[Start of section]

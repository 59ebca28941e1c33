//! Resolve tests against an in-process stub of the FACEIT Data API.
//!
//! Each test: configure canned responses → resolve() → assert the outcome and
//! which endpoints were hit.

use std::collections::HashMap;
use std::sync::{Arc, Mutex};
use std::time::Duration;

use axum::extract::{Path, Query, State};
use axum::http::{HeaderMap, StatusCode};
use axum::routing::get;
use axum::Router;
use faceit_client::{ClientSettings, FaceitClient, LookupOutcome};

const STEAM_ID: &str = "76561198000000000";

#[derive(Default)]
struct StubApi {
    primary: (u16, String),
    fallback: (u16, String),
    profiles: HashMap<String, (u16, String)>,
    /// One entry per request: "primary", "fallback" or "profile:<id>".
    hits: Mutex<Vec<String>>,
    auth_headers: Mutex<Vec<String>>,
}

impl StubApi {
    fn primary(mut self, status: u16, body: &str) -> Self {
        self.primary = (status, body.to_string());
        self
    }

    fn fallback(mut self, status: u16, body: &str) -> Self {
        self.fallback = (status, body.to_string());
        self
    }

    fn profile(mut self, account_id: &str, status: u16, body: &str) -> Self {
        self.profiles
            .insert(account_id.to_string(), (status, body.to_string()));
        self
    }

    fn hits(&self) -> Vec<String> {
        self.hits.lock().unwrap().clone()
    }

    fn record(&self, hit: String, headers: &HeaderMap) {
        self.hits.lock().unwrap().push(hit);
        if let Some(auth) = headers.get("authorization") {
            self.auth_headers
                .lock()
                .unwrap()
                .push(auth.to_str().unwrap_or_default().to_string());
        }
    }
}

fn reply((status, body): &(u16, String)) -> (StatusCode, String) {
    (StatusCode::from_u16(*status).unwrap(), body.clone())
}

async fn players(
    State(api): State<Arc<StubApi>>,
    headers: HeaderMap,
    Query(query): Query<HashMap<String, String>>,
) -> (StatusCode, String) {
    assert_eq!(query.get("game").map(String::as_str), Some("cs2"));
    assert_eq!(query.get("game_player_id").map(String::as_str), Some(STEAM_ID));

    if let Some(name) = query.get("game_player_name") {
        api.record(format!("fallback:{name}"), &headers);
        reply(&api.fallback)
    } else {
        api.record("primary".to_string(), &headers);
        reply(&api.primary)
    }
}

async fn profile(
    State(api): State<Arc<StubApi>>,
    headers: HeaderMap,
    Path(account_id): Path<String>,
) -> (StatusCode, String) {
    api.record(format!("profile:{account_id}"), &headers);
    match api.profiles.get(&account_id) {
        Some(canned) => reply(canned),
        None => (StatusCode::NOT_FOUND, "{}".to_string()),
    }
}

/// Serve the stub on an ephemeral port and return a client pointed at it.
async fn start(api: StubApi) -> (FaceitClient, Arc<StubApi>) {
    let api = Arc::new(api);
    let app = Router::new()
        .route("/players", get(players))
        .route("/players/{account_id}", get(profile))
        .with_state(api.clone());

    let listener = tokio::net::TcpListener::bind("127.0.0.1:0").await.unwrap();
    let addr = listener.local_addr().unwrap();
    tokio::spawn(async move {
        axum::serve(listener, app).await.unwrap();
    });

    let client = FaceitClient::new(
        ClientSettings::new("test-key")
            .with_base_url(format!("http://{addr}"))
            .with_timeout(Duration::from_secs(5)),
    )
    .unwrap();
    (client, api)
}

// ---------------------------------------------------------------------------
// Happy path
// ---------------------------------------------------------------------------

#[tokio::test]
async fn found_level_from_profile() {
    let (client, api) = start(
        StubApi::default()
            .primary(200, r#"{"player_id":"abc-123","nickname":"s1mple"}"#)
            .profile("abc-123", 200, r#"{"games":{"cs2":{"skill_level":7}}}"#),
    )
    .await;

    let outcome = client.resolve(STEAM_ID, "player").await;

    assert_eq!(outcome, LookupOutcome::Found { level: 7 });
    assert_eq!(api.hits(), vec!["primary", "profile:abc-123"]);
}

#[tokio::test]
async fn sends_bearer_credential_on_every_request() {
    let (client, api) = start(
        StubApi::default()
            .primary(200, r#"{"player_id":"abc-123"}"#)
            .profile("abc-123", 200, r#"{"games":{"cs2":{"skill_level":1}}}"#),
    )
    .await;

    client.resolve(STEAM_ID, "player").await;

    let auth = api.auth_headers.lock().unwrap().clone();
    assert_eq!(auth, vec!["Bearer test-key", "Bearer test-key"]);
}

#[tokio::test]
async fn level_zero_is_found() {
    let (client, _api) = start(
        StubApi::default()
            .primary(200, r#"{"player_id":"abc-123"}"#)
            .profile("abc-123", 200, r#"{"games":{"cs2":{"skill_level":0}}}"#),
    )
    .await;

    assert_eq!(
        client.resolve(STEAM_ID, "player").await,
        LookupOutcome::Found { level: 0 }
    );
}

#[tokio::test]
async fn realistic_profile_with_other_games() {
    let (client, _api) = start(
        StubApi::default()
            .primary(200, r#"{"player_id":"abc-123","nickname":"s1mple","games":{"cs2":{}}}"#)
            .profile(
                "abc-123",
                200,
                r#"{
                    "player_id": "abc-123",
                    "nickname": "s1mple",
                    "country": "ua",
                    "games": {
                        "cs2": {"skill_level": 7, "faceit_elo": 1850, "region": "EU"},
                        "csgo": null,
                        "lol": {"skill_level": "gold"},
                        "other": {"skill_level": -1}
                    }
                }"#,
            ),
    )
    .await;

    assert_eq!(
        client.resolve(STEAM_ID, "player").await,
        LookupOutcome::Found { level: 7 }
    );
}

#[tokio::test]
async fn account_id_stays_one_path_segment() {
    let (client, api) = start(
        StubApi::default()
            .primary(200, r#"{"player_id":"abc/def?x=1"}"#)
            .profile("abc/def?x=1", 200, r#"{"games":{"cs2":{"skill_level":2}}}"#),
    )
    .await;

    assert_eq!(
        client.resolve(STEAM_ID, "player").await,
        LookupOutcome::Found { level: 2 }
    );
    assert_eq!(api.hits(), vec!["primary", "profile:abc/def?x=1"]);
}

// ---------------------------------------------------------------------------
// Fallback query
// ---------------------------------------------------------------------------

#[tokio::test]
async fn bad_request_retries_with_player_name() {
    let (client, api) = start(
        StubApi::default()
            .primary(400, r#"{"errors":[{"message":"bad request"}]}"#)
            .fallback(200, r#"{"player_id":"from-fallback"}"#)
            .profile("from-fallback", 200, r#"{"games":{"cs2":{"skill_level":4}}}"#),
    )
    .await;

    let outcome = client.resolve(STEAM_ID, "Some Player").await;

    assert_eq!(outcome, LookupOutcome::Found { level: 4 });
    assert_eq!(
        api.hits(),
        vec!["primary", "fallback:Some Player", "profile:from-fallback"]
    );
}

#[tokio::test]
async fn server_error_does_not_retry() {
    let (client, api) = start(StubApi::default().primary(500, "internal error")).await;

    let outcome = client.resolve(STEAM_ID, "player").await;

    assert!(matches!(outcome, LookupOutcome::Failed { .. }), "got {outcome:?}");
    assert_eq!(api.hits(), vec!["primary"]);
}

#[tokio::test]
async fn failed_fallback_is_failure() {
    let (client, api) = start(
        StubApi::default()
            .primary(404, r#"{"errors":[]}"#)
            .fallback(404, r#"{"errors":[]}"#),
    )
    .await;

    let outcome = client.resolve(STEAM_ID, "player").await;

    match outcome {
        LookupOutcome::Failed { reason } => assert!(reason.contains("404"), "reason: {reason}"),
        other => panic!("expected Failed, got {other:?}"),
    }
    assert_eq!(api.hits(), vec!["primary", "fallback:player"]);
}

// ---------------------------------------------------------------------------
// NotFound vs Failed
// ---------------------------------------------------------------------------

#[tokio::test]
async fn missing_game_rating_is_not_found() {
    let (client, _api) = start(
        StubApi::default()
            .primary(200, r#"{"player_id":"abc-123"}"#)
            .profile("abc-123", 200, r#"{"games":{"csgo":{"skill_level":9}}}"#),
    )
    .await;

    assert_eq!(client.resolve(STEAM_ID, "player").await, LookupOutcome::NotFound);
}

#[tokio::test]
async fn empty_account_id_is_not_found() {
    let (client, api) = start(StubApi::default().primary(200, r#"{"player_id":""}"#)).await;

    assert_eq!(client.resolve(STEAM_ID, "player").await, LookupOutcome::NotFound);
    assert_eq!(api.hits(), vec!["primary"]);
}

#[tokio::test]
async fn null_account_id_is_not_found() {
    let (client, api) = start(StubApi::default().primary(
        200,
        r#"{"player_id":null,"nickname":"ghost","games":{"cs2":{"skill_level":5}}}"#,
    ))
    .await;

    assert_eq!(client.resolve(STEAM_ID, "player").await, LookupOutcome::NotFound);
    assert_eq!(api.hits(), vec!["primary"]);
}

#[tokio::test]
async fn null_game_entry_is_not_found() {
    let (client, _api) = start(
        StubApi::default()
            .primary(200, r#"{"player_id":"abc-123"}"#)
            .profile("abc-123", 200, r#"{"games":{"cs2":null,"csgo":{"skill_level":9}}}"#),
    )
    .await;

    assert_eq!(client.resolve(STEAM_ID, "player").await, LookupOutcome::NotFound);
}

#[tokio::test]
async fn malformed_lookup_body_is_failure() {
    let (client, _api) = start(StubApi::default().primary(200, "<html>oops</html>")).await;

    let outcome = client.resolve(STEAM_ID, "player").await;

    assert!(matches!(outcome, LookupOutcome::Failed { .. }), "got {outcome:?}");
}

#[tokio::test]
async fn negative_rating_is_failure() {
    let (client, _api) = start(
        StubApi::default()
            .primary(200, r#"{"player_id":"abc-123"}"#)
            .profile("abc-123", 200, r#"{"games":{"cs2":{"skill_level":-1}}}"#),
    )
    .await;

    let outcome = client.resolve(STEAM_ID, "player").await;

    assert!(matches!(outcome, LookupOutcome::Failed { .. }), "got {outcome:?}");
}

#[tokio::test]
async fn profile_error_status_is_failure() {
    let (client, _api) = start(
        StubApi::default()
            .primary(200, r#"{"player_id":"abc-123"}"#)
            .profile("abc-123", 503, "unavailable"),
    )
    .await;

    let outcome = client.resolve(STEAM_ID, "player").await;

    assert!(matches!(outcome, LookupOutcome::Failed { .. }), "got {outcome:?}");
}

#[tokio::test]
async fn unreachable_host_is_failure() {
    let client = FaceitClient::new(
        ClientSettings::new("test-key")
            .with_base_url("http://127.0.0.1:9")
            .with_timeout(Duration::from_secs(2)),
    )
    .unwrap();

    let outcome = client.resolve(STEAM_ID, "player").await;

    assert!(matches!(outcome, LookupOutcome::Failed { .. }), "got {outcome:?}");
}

[End of section]

What lines hold the string "csgo"? Pick them out of the data.

▶ [Solution]:
                        "csgo": null,
            .profile("abc-123", 200, r#"{"games":{"csgo":{"skill_level":9}}}"#),
            .profile("abc-123", 200, r#"{"games":{"cs2":null,"csgo":{"skill_level":9}}}"#),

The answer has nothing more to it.